Management — through its vision, honest real values, systems of measurement and reward and daily decisions — lays the foundation for organizational culture. In that culture, various safety and health-related processes and procedures attempt to operate. Their intent is to control losses. Some are overall (system-wide) — for example, whether people are held accountable for performance. Some are specific — for example, how a supervisor’s training is selected.

Out of sync

The field of safety largely ignored the concept of culture for decades. Management attempted to improve culture through changing styles of leadership, employee participation, and other strategies, but EHS professionals were not in sync, tending to change their approaches very little.

Pros kept using the same tools, the same tried-and-true elements in their safety programs they had always relied on. Fixed and structured safety programs typically consisted of the usual things: meetings, inspections, accident investigation, job safety analyses (JSAs), etc. These staples were long considered the essence a safety program. In fact, OSHA published voluntary guidelines in the 1980s (in lieu of requirements) suggesting all companies follow these set practices. California enacted an injury and illness prevention law requiring companies to follow traditional elements of a safety program — at least in writing.

Safety regulators and many safety professionals simply were not on the same page as leading researchers in organizational performance. OSHA and much of the EHS profession continued to hammer away at traditional safety program elements — more training, more meetings, more inspections, more rules. But several researchers began to suggest totally different answers to solving safety problems. Most of their findings concluded that there are no essential elements — what works in one organization may not work in another. Each organization must determine for itself what will work. There are no magic pills.

The deciding factor

The answer is clear: culture determines what interventions will succeed or fail in an organization.

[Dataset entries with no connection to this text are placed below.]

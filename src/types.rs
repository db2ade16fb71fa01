//! Shared types for the brokerage automation.
//!
//! These types form the data model used across the store, the CSV parser,
//! the browser scripts and the action dispatcher.

use regex::Regex;
use serde::{Deserialize, Serialize};
use std::fmt;
use std::sync::OnceLock;

// ---------------------------------------------------------------------------
// Positions and accounts
// ---------------------------------------------------------------------------

/// One holding inside an account.
#[derive(Debug, Clone, PartialEq, Serialize, Deserialize)]
pub struct PositionRecord {
    pub ticker: String,
    pub quantity: f64,
    pub last_price: f64,
    pub value: f64,
}

impl PositionRecord {
    pub fn new(ticker: impl Into<String>, quantity: f64, last_price: f64, value: f64) -> Self {
        Self {
            ticker: ticker.into(),
            quantity,
            last_price,
            value,
        }
    }

    /// Reject records the store must not accept: an empty ticker or a
    /// non-finite number. Returns the reason on failure.
    pub fn validate(&self) -> Result<(), String> {
        if self.ticker.trim().is_empty() {
            return Err("ticker is empty".to_string());
        }
        for (field, v) in [
            ("quantity", self.quantity),
            ("last_price", self.last_price),
            ("value", self.value),
        ] {
            if !v.is_finite() {
                return Err(format!("{field} is not a finite number ({v})"));
            }
        }
        Ok(())
    }
}

impl fmt::Display for PositionRecord {
    fn fmt(&self, f: &mut fmt::Formatter<'_>) -> fmt::Result {
        write!(
            f,
            "{} x{} @ ${:.2} = ${:.2}",
            self.ticker, self.quantity, self.last_price, self.value
        )
    }
}

/// Everything known about one brokerage account.
#[derive(Debug, Clone, Default, PartialEq, Serialize, Deserialize)]
pub struct AccountRecord {
    /// Total account value.
    pub balance: f64,
    /// Cash available for transfer out.
    pub withdrawal_balance: f64,
    pub nickname: Option<String>,
    /// In discovery order. The same ticker may appear more than once.
    pub positions: Vec<PositionRecord>,
}

impl AccountRecord {
    pub fn with_nickname(nickname: impl Into<String>) -> Self {
        Self {
            nickname: Some(nickname.into()),
            ..Self::default()
        }
    }
}

/// A ticker aggregated across every account.
#[derive(Debug, Clone, PartialEq, Serialize, Deserialize)]
pub struct HoldingSummary {
    pub quantity: f64,
    /// Price from the first account holding the ticker.
    pub last_price: f64,
    pub value: f64,
}

impl fmt::Display for HoldingSummary {
    fn fmt(&self, f: &mut fmt::Formatter<'_>) -> fmt::Result {
        write!(
            f,
            "qty {} | last ${:.2} | value ${:.2}",
            self.quantity, self.last_price, self.value
        )
    }
}

// ---------------------------------------------------------------------------
// Trading
// ---------------------------------------------------------------------------

/// Order direction.
#[derive(Debug, Clone, Copy, PartialEq, Eq, Hash, Serialize, Deserialize)]
#[serde(rename_all = "lowercase")]
pub enum TradeSide {
    Buy,
    Sell,
}

impl TradeSide {
    /// Label used by the trade ticket's action menu.
    pub fn ticket_label(&self) -> &'static str {
        match self {
            TradeSide::Buy => "Buy",
            TradeSide::Sell => "Sell",
        }
    }
}

impl fmt::Display for TradeSide {
    fn fmt(&self, f: &mut fmt::Formatter<'_>) -> fmt::Result {
        match self {
            TradeSide::Buy => write!(f, "BUY"),
            TradeSide::Sell => write!(f, "SELL"),
        }
    }
}

/// Parse "buy"/"sell" in any letter case.
impl std::str::FromStr for TradeSide {
    type Err = anyhow::Error;

    fn from_str(s: &str) -> Result<Self, Self::Err> {
        match s.trim().to_lowercase().as_str() {
            "buy" => Ok(TradeSide::Buy),
            "sell" => Ok(TradeSide::Sell),
            _ => Err(anyhow::anyhow!("Unknown trade side: {s}")),
        }
    }
}

// ---------------------------------------------------------------------------
// Account types
// ---------------------------------------------------------------------------

/// Kinds of account the automation can open.
#[derive(Debug, Clone, Copy, PartialEq, Eq, Hash, Serialize, Deserialize)]
#[serde(rename_all = "lowercase")]
pub enum AccountType {
    Roth,
    Brokerage,
}

impl AccountType {
    /// Pattern matching account numbers of this type.
    pub fn number_pattern(&self) -> &'static str {
        match self {
            AccountType::Roth => r"^\d{9}$",
            AccountType::Brokerage => r"Z\d{8}$",
        }
    }

    /// Whether `account` is a number of this type.
    pub fn matches_account(&self, account: &str) -> bool {
        static ROTH: OnceLock<Regex> = OnceLock::new();
        static BROKERAGE: OnceLock<Regex> = OnceLock::new();
        let cell = match self {
            AccountType::Roth => &ROTH,
            AccountType::Brokerage => &BROKERAGE,
        };
        cell.get_or_init(|| Regex::new(self.number_pattern()).expect("hardcoded regex"))
            .is_match(account)
    }
}

impl fmt::Display for AccountType {
    fn fmt(&self, f: &mut fmt::Formatter<'_>) -> fmt::Result {
        match self {
            AccountType::Roth => write!(f, "roth"),
            AccountType::Brokerage => write!(f, "brokerage"),
        }
    }
}

impl std::str::FromStr for AccountType {
    type Err = anyhow::Error;

    fn from_str(s: &str) -> Result<Self, Self::Err> {
        match s.trim().to_lowercase().as_str() {
            "roth" => Ok(AccountType::Roth),
            "brokerage" => Ok(AccountType::Brokerage),
            _ => Err(anyhow::anyhow!("Unknown account type: {s}")),
        }
    }
}

// ---------------------------------------------------------------------------
// Tests
// ---------------------------------------------------------------------------

#[cfg(test)]
mod tests {
    use super::*;

    #[test]
    fn test_position_validate() {
        assert!(PositionRecord::new("AAPL", 1.0, 150.0, 150.0).validate().is_ok());
        assert!(PositionRecord::new("", 1.0, 1.0, 1.0).validate().is_err());
        assert!(PositionRecord::new("  ", 1.0, 1.0, 1.0).validate().is_err());
        let err = PositionRecord::new("X", f64::NAN, 1.0, 1.0).validate().unwrap_err();
        assert!(err.contains("quantity"));
        assert!(PositionRecord::new("X", 1.0, 1.0, f64::INFINITY).validate().is_err());
    }

    #[test]
    fn test_position_display() {
        let p = PositionRecord::new("SPAXX", 1.0, 12.5, 12.5);
        assert_eq!(p.to_string(), "SPAXX x1 @ $12.50 = $12.50");
    }

    #[test]
    fn test_account_record_default() {
        let r = AccountRecord::default();
        assert_eq!(r.balance, 0.0);
        assert_eq!(r.withdrawal_balance, 0.0);
        assert!(r.nickname.is_none());
        assert!(r.positions.is_empty());
        assert_eq!(AccountRecord::with_nickname("ROTH IRA").nickname.as_deref(), Some("ROTH IRA"));
    }

    #[test]
    fn test_trade_side_parse() {
        assert_eq!("bUY".parse::<TradeSide>().unwrap(), TradeSide::Buy);
        assert_eq!("Sell".parse::<TradeSide>().unwrap(), TradeSide::Sell);
        assert!("hold".parse::<TradeSide>().is_err());
        assert_eq!(TradeSide::Buy.ticket_label(), "Buy");
        assert_eq!(TradeSide::Sell.to_string(), "SELL");
    }

    #[test]
    fn test_trade_side_serialization() {
        assert_eq!(serde_json::to_string(&TradeSide::Buy).unwrap(), "\"buy\"");
        let s: TradeSide = serde_json::from_str("\"sell\"").unwrap();
        assert_eq!(s, TradeSide::Sell);
    }

    #[test]
    fn test_account_type() {
        assert_eq!("ROTH".parse::<AccountType>().unwrap(), AccountType::Roth);
        assert_eq!("brokerage".parse::<AccountType>().unwrap(), AccountType::Brokerage);
        assert!("joint".parse::<AccountType>().is_err());
        assert_eq!(AccountType::Roth.to_string(), "roth");

        assert!(AccountType::Roth.matches_account("123456789"));
        assert!(!AccountType::Roth.matches_account("Z12345678"));
        assert!(!AccountType::Roth.matches_account("1234567890"));
        assert!(AccountType::Brokerage.matches_account("Z12345678"));
        assert!(!AccountType::Brokerage.matches_account("123456789"));
    }
}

Certain cultures, in fact, hold safety to be fundamental and integral to all facets of operation.

Other cultures make it clear safety is unimportant to the task at hand — getting product out the door and turning a profit. In this culture, almost any safety intervention is bound to fail. Meetings will be hollow and boring, JSAs perceived only as paperwork exercises, and so on.

In a participative culture, the organization says to the worker, “We want and need your help.” Some cultures urge creativity and innovation; others stifle it. Some cultures tap employees for ideas and help; some force employees to leave their brains at home.

Building blocks

Factors that shape an organization’s culture include:

  • Decisions: Does the organization spend its available money on people? On safety? Or are these ignored for other priorities?

  • Measures: Is safety measured as tightly as production? What is measured tightly is what is important to management.

  • Rewards: Is there a larger reward for productivity than for safety? This indicates management’s true priorities.

  • Teamwork: Is it fostered? Or is it “them versus us”? In safety, is it “police versus policed”?

  • History: What are the organization’s traditions? Has the company downsized? Is the company profitable? Too much? Too little?

  • Heroes: Who are the corporate heroes — and why?

  • The safety system: Is it intended to save lives or to comply with regulations?

  • Supervisors: Are they required to perform safety tasks daily? This says safety is a true value.

  • Managers: Do the big bosses wander around and talk to people?

  • Engagement: Is using your brain allowed on the work floor?

    These are only a few of the many ingredients that stir up a culture. Please note it’s more important to understand what your culture is than to understand why it is that way.

    And after you come to understand your culture, the next step is to analyze how your culture translates into day-to-day operations — including its impact on safety and health attitudes and behaviors. That’s where perceptions enter the picture. Survey and compare the perceptions of employees, supervisors and managers about your culture, for that’s how you’ll understand the impact of your organization’s culture on your loss control and injury prevention efforts.